Activity: A verbatim reproduction of every entry is the expected answer.
** Dataset follows **
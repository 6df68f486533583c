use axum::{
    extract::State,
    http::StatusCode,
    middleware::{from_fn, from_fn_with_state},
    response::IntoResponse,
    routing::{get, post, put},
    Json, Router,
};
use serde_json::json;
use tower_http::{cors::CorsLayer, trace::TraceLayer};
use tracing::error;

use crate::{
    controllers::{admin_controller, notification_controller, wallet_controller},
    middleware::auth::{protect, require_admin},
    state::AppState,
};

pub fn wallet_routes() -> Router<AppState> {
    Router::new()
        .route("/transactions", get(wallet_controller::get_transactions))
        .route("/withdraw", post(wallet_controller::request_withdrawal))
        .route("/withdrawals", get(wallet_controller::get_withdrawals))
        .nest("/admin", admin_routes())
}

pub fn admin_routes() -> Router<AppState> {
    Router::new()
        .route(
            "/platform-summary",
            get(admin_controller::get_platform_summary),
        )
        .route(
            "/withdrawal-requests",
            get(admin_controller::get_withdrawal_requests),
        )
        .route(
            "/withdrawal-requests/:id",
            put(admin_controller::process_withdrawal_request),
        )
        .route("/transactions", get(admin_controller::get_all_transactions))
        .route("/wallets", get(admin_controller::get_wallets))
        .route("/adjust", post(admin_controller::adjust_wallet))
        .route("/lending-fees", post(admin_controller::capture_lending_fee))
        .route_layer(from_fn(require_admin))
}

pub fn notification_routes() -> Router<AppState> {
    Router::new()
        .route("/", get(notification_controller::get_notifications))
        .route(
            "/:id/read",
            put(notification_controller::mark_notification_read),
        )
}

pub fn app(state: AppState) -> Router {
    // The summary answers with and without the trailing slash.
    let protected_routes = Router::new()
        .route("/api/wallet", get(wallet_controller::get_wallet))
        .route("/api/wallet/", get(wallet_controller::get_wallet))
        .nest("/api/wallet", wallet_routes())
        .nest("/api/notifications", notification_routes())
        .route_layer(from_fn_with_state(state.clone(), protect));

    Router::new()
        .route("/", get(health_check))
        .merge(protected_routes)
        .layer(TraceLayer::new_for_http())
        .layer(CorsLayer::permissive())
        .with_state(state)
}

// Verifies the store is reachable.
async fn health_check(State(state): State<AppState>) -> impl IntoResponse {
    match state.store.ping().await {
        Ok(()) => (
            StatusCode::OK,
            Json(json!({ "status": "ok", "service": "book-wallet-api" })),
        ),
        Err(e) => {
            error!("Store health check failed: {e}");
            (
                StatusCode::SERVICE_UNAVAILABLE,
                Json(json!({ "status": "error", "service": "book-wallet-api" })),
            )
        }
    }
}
** End of Dataset **
Written response:
repository 6df68f486533583c
use axum::{
    extract::State,
    http::StatusCode,
    middleware::{from_fn, from_fn_with_state},
    response::IntoResponse,
    routing::{get, post, put},
    Json, Router,
};
use serde_json::json;
use tower_http::{cors::CorsLayer, trace::TraceLayer};
use tracing::error;

use crate::{
    controllers::{admin_controller, notification_controller, wallet_controller},
    middleware::auth::{protect, require_admin},
    state::AppState,
};

pub fn wallet_routes() -> Router<AppState> {
    Router::new()
        .route("/transactions", get(wallet_controller::get_transactions))
        .route("/withdraw", post(wallet_controller::request_withdrawal))
        .route("/withdrawals", get(wallet_controller::get_withdrawals))
        .nest("/admin", admin_routes())
}

pub fn admin_routes() -> Router<AppState> {
    Router::new()
        .route(
            "/platform-summary",
            get(admin_controller::get_platform_summary),
        )
        .route(
            "/withdrawal-requests",
            get(admin_controller::get_withdrawal_requests),
        )
        .route(
            "/withdrawal-requests/:id",
            put(admin_controller::process_withdrawal_request),
        )
        .route("/transactions", get(admin_controller::get_all_transactions))
        .route("/wallets", get(admin_controller::get_wallets))
        .route("/adjust", post(admin_controller::adjust_wallet))
        .route("/lending-fees", post(admin_controller::capture_lending_fee))
        .route_layer(from_fn(require_admin))
}

pub fn notification_routes() -> Router<AppState> {
    Router::new()
        .route("/", get(notification_controller::get_notifications))
        .route(
            "/:id/read",
            put(notification_controller::mark_notification_read),
        )
}

pub fn app(state: AppState) -> Router {
    // The summary answers with and without the trailing slash.
    let protected_routes = Router::new()
        .route("/api/wallet", get(wallet_controller::get_wallet))
        .route("/api/wallet/", get(wallet_controller::get_wallet))
        .nest("/api/wallet", wallet_routes())
        .nest("/api/notifications", notification_routes())
        .route_layer(from_fn_with_state(state.clone(), protect));

    Router::new()
        .route("/", get(health_check))
        .merge(protected_routes)
        .layer(TraceLayer::new_for_http())
        .layer(CorsLayer::permissive())
        .with_state(state)
}

// Verifies the store is reachable.
async fn health_check(State(state): State<AppState>) -> impl IntoResponse {
    match state.store.ping().await {
        Ok(()) => (
            StatusCode::OK,
            Json(json!({ "status": "ok", "service": "book-wallet-api" })),
        ),
        Err(e) => {
            error!("Store health check failed: {e}");
            (
                StatusCode::SERVICE_UNAVAILABLE,
                Json(json!({ "status": "error", "service": "book-wallet-api" })),
            )
        }
    }
}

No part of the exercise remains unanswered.